Improved decision making with new insights and improved issue resolution time.

The benefits from the latter bullet item can be seen in a recent implementation of online, real-time in a hydrocarbon oxidation processing plant.11 This example involves monitoring performed at a plant where much of the equipment was constructed of carbon steel, 304L and 316L stainless steels. Decades of de-bottlenecking and other process modifications had produced corrosion problems. After a year of unsuccessful efforts to untangle their materials problems offline, an online, real-time electrochemical corrosion monitoring system was installed. Materials engineers, process engineers, and plant operators were then able to see immediate changes in corrosion behavior caused by specific variations in the process, enabling them to work together to identify process modifications and remedial actions to substantially reduce damage to equipment. Based on the results of the initial process evaluation that required only a few weeks, five predominant factors were confidently identified that related to the chemical aggressivity of the plant environment, which varied substantially with process and operational variables. These included:

• An upstream vessel was on an automatic pump-down schedule so that it pumped its contents into a reactor approximately once per hour.
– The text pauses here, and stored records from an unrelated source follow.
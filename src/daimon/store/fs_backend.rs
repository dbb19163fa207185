use super::backend::{Entry, StorageBackend};
use crate::error::{DaimonError, Result};
use crate::paths;
use std::fs::{self, DirBuilder, File, OpenOptions};
use std::io;
use std::path::{Path, PathBuf};
use tracing::{debug, info};

/// Permission bits for project directories (owner rwx, group rx).
pub const DIR_MODE: u32 = 0o750;

/// Permission bits for newly created notes (owner rw, group r).
pub const NOTE_MODE: u32 = 0o640;

#[derive(Debug, Clone)]
pub struct FsBackend {
    root: PathBuf,
}

impl FsBackend {
    pub fn new(root: impl Into<PathBuf>) -> Self {
        Self { root: root.into() }
    }

    pub fn root(&self) -> &Path {
        &self.root
    }

    fn mkdir_all(&self, path: &Path) -> Result<()> {
        let mut builder = DirBuilder::new();
        builder.recursive(true);
        #[cfg(unix)]
        {
            use std::os::unix::fs::DirBuilderExt;
            builder.mode(DIR_MODE);
        }
        builder.create(path).map_err(|e| DaimonError::io(path, e))
    }

    fn ensure_key(&self, key: &str) -> Result<()> {
        let path = paths::key_to_path(&self.root, key);
        debug!(path = %path.display(), "ensuring project directory");
        self.mkdir_all(&path)
    }
}

impl StorageBackend for FsBackend {
    type Reader = File;
    type Writer = File;

    fn resolve_path(&self, logical: &str) -> Result<PathBuf> {
        paths::resolve(&self.root, logical)
    }

    fn resolve_note_path(&self, logical: &str) -> Result<PathBuf> {
        paths::resolve_note(&self.root, logical)
    }

    fn ensure_dir(&self, project: &str) -> Result<()> {
        let key = paths::project_key(project)?;
        self.ensure_key(&key)
    }

    fn remove_tree(&self, project: &str) -> Result<()> {
        let key = paths::project_key(project)?;
        if key.is_empty() {
            return Err(DaimonError::invalid_name(
                project,
                "refusing to remove the notes directory itself",
            ));
        }

        let path = paths::key_to_path(&self.root, &key);
        match fs::remove_dir_all(&path) {
            Ok(()) => {
                info!(path = %path.display(), "removed project");
                Ok(())
            }
            Err(e) if e.kind() == io::ErrorKind::NotFound => {
                debug!(path = %path.display(), "project already absent");
                Ok(())
            }
            Err(e) => Err(DaimonError::io(path, e)),
        }
    }

    fn entries(&self, project: &str) -> Result<Vec<Entry>> {
        let dir = self.resolve_path(project)?;
        let read_dir = fs::read_dir(&dir).map_err(|e| DaimonError::io(&dir, e))?;

        let mut entries = Vec::new();
        for dir_entry in read_dir {
            let dir_entry = dir_entry.map_err(|e| DaimonError::io(&dir, e))?;
            let file_type = dir_entry
                .file_type()
                .map_err(|e| DaimonError::io(dir_entry.path(), e))?;
            let Ok(name) = dir_entry.file_name().into_string() else {
                debug!(path = %dir_entry.path().display(), "skipping non UTF-8 entry");
                continue;
            };

            if file_type.is_dir() {
                entries.push(Entry::project(name));
            } else if let Some(stem) = paths::strip_note_suffix(&name) {
                entries.push(Entry::note(stem));
            }
        }

        entries.sort_by(|a, b| a.name.cmp(&b.name).then(a.kind.cmp(&b.kind)));
        Ok(entries)
    }

    fn open_for_read(&self, note: &str) -> Result<File> {
        let path = self.resolve_note_path(note)?;
        debug!(path = %path.display(), "opening note for read");
        File::open(&path).map_err(|e| DaimonError::io(path, e))
    }

    fn open_for_append(&self, note: &str) -> Result<File> {
        let key = paths::note_key(note)?;
        self.ensure_key(paths::parent_key(&key))?;

        let path = paths::note_key_to_path(&self.root, &key);
        debug!(path = %path.display(), "opening note for append");

        let mut options = OpenOptions::new();
        options.append(true).create(true);
        #[cfg(unix)]
        {
            use std::os::unix::fs::OpenOptionsExt;
            options.mode(NOTE_MODE);
        }
        options.open(&path).map_err(|e| DaimonError::io(path, e))
    }

    fn rename(&self, old: &str, new: &str) -> Result<()> {
        let from = self.resolve_note_path(old)?;
        let new_key = paths::note_key(new)?;
        let to = paths::note_key_to_path(&self.root, &new_key);

        // A missing source must not leave a freshly created project behind.
        if !from.is_file() {
            return Err(DaimonError::NotFound { path: from });
        }
        self.ensure_key(paths::parent_key(&new_key))?;

        fs::rename(&from, &to).map_err(|e| DaimonError::io(&from, e))?;
        info!(from = %from.display(), to = %to.display(), "renamed note");
        Ok(())
    }

    fn remove(&self, note: &str) -> Result<()> {
        let path = self.resolve_note_path(note)?;
        fs::remove_file(&path).map_err(|e| DaimonError::io(&path, e))?;
        info!(path = %path.display(), "removed note");
        Ok(())
    }
}
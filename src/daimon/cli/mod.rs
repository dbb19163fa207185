//! # CLI Layer
//!
//! This module is **one possible UI client** for daimon. It is the only place
//! in the codebase that knows about terminal I/O, exit codes and argument
//! parsing.
//!
//! ## Modes
//!
//! - `daimon <COMMAND> [ARGS]` runs exactly one command and exits. Success is
//!   exit code 0; any error prints `Error: ...` to stderr and exits with 1.
//! - `daimon` with no arguments prints the intro and starts the REPL. Each
//!   line is parsed with the same clap definition as the one-shot form, so
//!   the two modes cannot drift apart. Errors are printed and the loop
//!   continues; `q`, `quit`, `exit` or Ctrl-C leave it.
//!
//! `help` works without `$DAIMON_DIR`; everything else resolves
//! [`Settings`](daimon::config::Settings) first.
//!
//! ## Structure
//!
//! - `setup.rs`: clap definitions, grouped help, version string
//! - `commands.rs`: `run()`, context setup, dispatch
//! - `repl.rs`: the interactive loop
//! - `complete.rs`: REPL completion over command words and note/project names
//! - `history.rs`: persisted REPL history
//! - `render.rs`: turning `CmdResult`s into terminal output

mod commands;
mod complete;
mod history;
mod render;
mod repl;
mod setup;

pub use commands::run;
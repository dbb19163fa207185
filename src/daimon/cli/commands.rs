use super::render::{
    clear_screen, print_intro, print_lines, print_messages, print_note, NO_NOTES, NO_PROJECTS,
};
use super::repl;
use super::setup::{
    parse_args, print_grouped_help, print_help_for_command, print_subcommand_help, Commands,
};
use clap::error::ErrorKind;
use daimon::api::DaimonApi;
use daimon::config::Settings;
use daimon::error::{DaimonError, Result};
use daimon::logging::init_logging;
use daimon::store::fs_backend::FsBackend;
use tracing::debug;

pub(crate) struct AppContext {
    pub api: DaimonApi<FsBackend>,
    pub settings: Settings,
}

impl AppContext {
    fn new(settings: Settings) -> Self {
        let store = FsBackend::new(settings.root.clone());
        let api = DaimonApi::new(store, settings.editor.clone());
        Self { api, settings }
    }
}

/// Whether the REPL keeps going after a command.
#[derive(Debug, Clone, Copy, PartialEq, Eq)]
pub(crate) enum Flow {
    Continue,
    Quit,
}

pub fn run() -> Result<()> {
    let cli = match parse_args(std::env::args_os()) {
        Ok(cli) => cli,
        Err(e) => return handle_parse_error(e),
    };

    // Help never needs a notes directory
    if cli.help {
        print_subcommand_help(&cli.command);
        return Ok(());
    }
    if let Some(Commands::Help { command }) = &cli.command {
        handle_help(command.as_deref());
        return Ok(());
    }

    init_logging();
    let settings = Settings::from_env()?;
    debug!(root = %settings.root.display(), editor = %settings.editor, "resolved settings");
    let ctx = AppContext::new(settings);

    match cli.command {
        Some(command) => dispatch(&ctx, command).map(|_| ()),
        None => {
            print_intro();
            repl::run(&ctx)
        }
    }
}

fn handle_parse_error(e: clap::Error) -> Result<()> {
    match e.kind() {
        ErrorKind::DisplayHelp | ErrorKind::DisplayVersion => {
            print!("{}", e);
            Ok(())
        }
        _ => Err(DaimonError::Argument(e.render().to_string())),
    }
}

/// Runs one parsed command against the notes directory.
pub(crate) fn dispatch(ctx: &AppContext, command: Commands) -> Result<Flow> {
    let api = &ctx.api;
    match command {
        Commands::New { note, content } => {
            print_messages(&api.create_note(&note, &content.join(" "))?.messages);
        }
        Commands::Edit { note } => {
            print_messages(&api.edit_note(&note)?.messages);
        }
        Commands::Print { note } => {
            let result = api.read_note(&note)?;
            print_note(result.content.as_deref().unwrap_or_default());
        }
        Commands::Move { note, new_name } => {
            print_messages(&api.rename_note(&note, &new_name)?.messages);
        }
        Commands::List { project } => {
            print_lines(&api.list_notes(project.as_deref())?.listed, NO_NOTES);
        }
        Commands::Delete { note } => {
            print_messages(&api.delete_note(&note)?.messages);
        }
        Commands::NewProject { project } => {
            print_messages(&api.create_project(&project)?.messages);
        }
        Commands::ListProjects { project } => {
            print_lines(&api.list_projects(project.as_deref())?.listed, NO_PROJECTS);
        }
        Commands::DeleteProject { project } => {
            print_messages(&api.delete_project(&project)?.messages);
        }
        Commands::ListAll => print_lines(&api.list_all_entries()?.listed, NO_PROJECTS),
        Commands::ListAllNotes => print_lines(&api.list_all_notes()?.listed, NO_NOTES),
        Commands::ListAllProjects => print_lines(&api.list_all_projects()?.listed, NO_PROJECTS),
        Commands::Line => print_messages(&api.line().messages),
        Commands::Clear => clear_screen(),
        Commands::Quit => return Ok(Flow::Quit),
        Commands::Help { command } => handle_help(command.as_deref()),
    }
    Ok(Flow::Continue)
}

fn handle_help(command: Option<&str>) {
    match command {
        Some(name) => print_help_for_command(name),
        None => {
            print_intro();
            print_grouped_help();
        }
    }
}

#[cfg(test)]
mod tests {
    use super::*;
    use tempfile::TempDir;

    fn context(root: &TempDir) -> AppContext {
        AppContext::new(Settings {
            root: root.path().to_path_buf(),
            editor: "true".to_string(),
            history_file: None,
            history_limit: 10,
            prompt: "> ".to_string(),
        })
    }

    fn command(line: &str) -> Commands {
        let words = line.split_whitespace();
        parse_args(std::iter::once("daimon").chain(words))
            .unwrap()
            .command
            .unwrap()
    }

    #[test]
    fn test_context_is_rooted_at_settings_root() {
        let root = TempDir::new().unwrap();
        let ctx = context(&root);
        assert_eq!(ctx.api.store().root(), root.path());
    }

    #[test]
    fn test_quit_words_stop_the_loop() {
        let root = TempDir::new().unwrap();
        let ctx = context(&root);

        for word in ["q", "quit", "exit"] {
            assert_eq!(dispatch(&ctx, command(word)).unwrap(), Flow::Quit);
        }
    }

    #[test]
    fn test_other_commands_continue() {
        let root = TempDir::new().unwrap();
        let ctx = context(&root);

        assert_eq!(dispatch(&ctx, command("line")).unwrap(), Flow::Continue);
        assert_eq!(
            dispatch(&ctx, command("n todo buy milk")).unwrap(),
            Flow::Continue
        );
        assert_eq!(
            std::fs::read_to_string(root.path().join("todo.md")).unwrap(),
            "buy milk\n"
        );
    }

    #[test]
    fn test_failing_command_is_an_error_not_a_quit() {
        let root = TempDir::new().unwrap();
        let ctx = context(&root);

        let err = dispatch(&ctx, command("p ghost")).unwrap_err();
        assert!(err.is_not_found());
    }
}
Every time the vessel pumped-down, the corrosiveness of the stream increased.

• Operators had varied the concentration of a neutralizing chemical in the process. However, contrary to expectations, it was found that increasing feed rate of a neutralizer increased corrosion rates rather than reducing them (Figure 10). This new information helped to both reduce corrosion rates and provide chemical engineers with new insight into the chemistry of the process.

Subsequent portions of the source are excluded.